Background
Zeto Tape, an inmate at Eastern Regional Jail in Berkeley County, West Virginia, was jointly indicted alongside fellow inmate Mohammed Sirleaf following a physical altercation with inmate Taevon Davis. The State presented evidence that Tape and Sirleaf attacked Davis together in a cell — kicking him in the face while he was on the floor — leaving him with bruises, lacerations, and a black eye. Sirleaf pleaded guilty before trial. Tape proceeded to a jury trial.
At trial, Davis denied that Tape caused him any permanent injury and claimed he injured his face by running into a wall. Tape argued that the disruption at the jail was caused not by his assault but by Davis’s brother, Elijah Paige, who became belligerent toward correctional officers roughly seventeen minutes after the incident. The State countered with a recorded jail phone call in which Tape admitted to assaulting Davis, another call in which Davis told his father that Tape and Sirleaf “f***** up” his eye by kicking him on the floor, and testimony from a corporal that Tape and Sirleaf had previously targeted Davis in a series of shootings outside the jail.
The jury convicted Tape on all four counts in the indictment: malicious assault, conspiracy to commit malicious assault, willful disruption of governmental processes, and offense by inmate causing injury to another. The Circuit Court of Berkeley County sentenced him by order entered December 28, 2023. Tape appealed, arguing the circuit court erred in denying his motions for judgment of acquittal on each count.
The Court’s Holding
The Supreme Court of Appeals affirmed all four convictions in a unanimous memorandum decision, finding no substantial question of law and no prejudicial error on any count. Applying de novo review and the standard that evidence must be viewed in the light most favorable to the prosecution, the court held that sufficient evidence supported the jury’s verdict on each charge. The court declined to hold oral argument and resolved the appeal under West Virginia Rule of Appellate Procedure 21(c).

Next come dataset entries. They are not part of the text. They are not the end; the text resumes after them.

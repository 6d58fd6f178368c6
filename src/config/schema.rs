//! Configuration schema definitions.
//!
//! This module defines the complete configuration structure for the guard.
//! All types derive Serde traits for deserialization from config files.

use serde::{Deserialize, Serialize};

/// Root configuration for the gateway guard.
#[derive(Debug, Clone, Deserialize, Serialize, Default)]
#[serde(default)]
pub struct GuardConfig {
    /// Listener configuration (bind address).
    pub listener: ListenerConfig,

    /// Upstream backend the guard forwards allowed requests to.
    pub upstream: UpstreamConfig,

    /// Secret gate settings.
    pub gate: GateConfig,

    /// Timeout configuration.
    pub timeouts: TimeoutConfig,

    /// Observability settings.
    pub observability: ObservabilityConfig,
}

/// Listener configuration.
#[derive(Debug, Clone, Deserialize, Serialize)]
#[serde(default)]
pub struct ListenerConfig {
    /// Bind address (e.g., "0.0.0.0:8080").
    pub bind_address: String,
}

impl Default for ListenerConfig {
    fn default() -> Self {
        Self {
            bind_address: "0.0.0.0:8080".to_string(),
        }
    }
}

/// Upstream backend configuration.
#[derive(Debug, Clone, Deserialize, Serialize)]
#[serde(default)]
pub struct UpstreamConfig {
    /// Backend authority (e.g., "127.0.0.1:3000").
    pub address: String,
}

impl Default for UpstreamConfig {
    fn default() -> Self {
        Self {
            address: "127.0.0.1:3000".to_string(),
        }
    }
}

/// Secret gate configuration.
#[derive(Debug, Clone, Deserialize, Serialize)]
#[serde(default)]
pub struct GateConfig {
    /// Shared secret expected in the X-Gateway-Secret header.
    ///
    /// The `API_GATEWAY_SECRET` environment variable overrides this value
    /// when set. Empty or absent disables enforcement entirely.
    pub secret: Option<String>,

    /// Paths always forwarded without a secret (exact match).
    pub open_paths: Vec<String>,
}

impl Default for GateConfig {
    fn default() -> Self {
        Self {
            secret: None,
            open_paths: default_open_paths(),
        }
    }
}

/// Paths exempt from gating unless overridden: root, API docs, and the
/// health probe.
pub fn default_open_paths() -> Vec<String> {
    ["/", "/docs", "/redoc", "/openapi.json", "/health"]
        .into_iter()
        .map(String::from)
        .collect()
}

/// Timeout configuration for various operations.
#[derive(Debug, Clone, Deserialize, Serialize)]
#[serde(default)]
pub struct TimeoutConfig {
    /// Connection establishment timeout in seconds.
    pub connect_secs: u64,

    /// Request timeout (total time for request/response) in seconds.
    pub request_secs: u64,
}

impl Default for TimeoutConfig {
    fn default() -> Self {
        Self {
            connect_secs: 5,
            request_secs: 30,
        }
    }
}

/// Observability configuration.
#[derive(Debug, Clone, Deserialize, Serialize)]
#[serde(default)]
pub struct ObservabilityConfig {
    /// Log level (trace, debug, info, warn, error).
    pub log_level: String,

    /// Enable metrics endpoint.
    pub metrics_enabled: bool,

    /// Metrics endpoint bind address.
    pub metrics_address: String,
}

impl Default for ObservabilityConfig {
    fn default() -> Self {
        Self {
            log_level: "info".to_string(),
            metrics_enabled: false,
            metrics_address: "0.0.0.0:9090".to_string(),
        }
    }
}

On the malicious assault count, the court rejected Tape’s argument that the conviction failed because Davis suffered no permanent injury. West Virginia Code § 61-2-9(a) requires only bodily injury with intent to maim, disfigure, disable, or kill — not permanent harm — and the evidence of the kicking, the photographs of Davis’s injuries, and Tape’s own recorded admission satisfied that standard. On conspiracy, the court noted Tape conceded the existence of an agreement with Sirleaf and declined to disturb the jury’s implicit finding that the agreement was to commit malicious assault rather than mere battery, given the history of targeted violence against Davis.
On the willful disruption charge, the court rejected Tape’s attempt to shift blame to Paige, finding that Tape’s assault was the initial cause of the disruption — corroborated by testimony that a lieutenant had to abandon the intake section to investigate the attack. On the inmate-offense count, the court held that photographs of swelling and discoloration around Davis’s eye, combined with the recorded phone call evidence, provided sufficient evidence of bodily injury under West Virginia Code § 62-8-1(a), notwithstanding Davis’s denial at trial that he had been in a fight.
Key Takeaways
- West Virginia’s malicious assault statute, W. Va. Code § 61-2-9(a), does not require proof of permanent injury — evidence of bodily injury combined with intent to maim, disfigure, disable, or kill is sufficient for conviction.
- A victim’s in-court denial of the assault does not defeat a conviction where other evidence — including the defendant’s own recorded statements and photographic evidence — supports the jury’s finding of guilt.
- An inmate who initiates a jail assault cannot avoid a willful disruption of governmental processes conviction by pointing to a subsequent, independent act of disruption by a third party if his own attack was the precipitating cause.
- Appellate courts will credit all reasonable inferences in the prosecution’s favor on sufficiency-of-evidence review and will not disturb a jury’s credibility determinations.
Why It Matters
This decision reinforces the breadth of West Virginia’s malicious assault and inmate-offense statutes as applied to jail violence. Prosecutors need not prove lasting physical harm — a black eye and facial lacerations, documented by photographs and corroborated by recorded admissions, are enough. Defense strategies centered on victim recantation or the absence of medical treatment face a high bar when physical evidence and the defendant’s own words tell a different story.
The case also illustrates how courts analyze the causal chain in willful disruption charges arising from correctional facility incidents. By tracing the disruption back to the initial assault rather than to a later, independent provocation, the court signals that inmates cannot insulate themselves from disruption liability through intervening conduct by others — a holding with practical consequences for the prosecution of inmate-on-inmate violence in West Virginia facilities.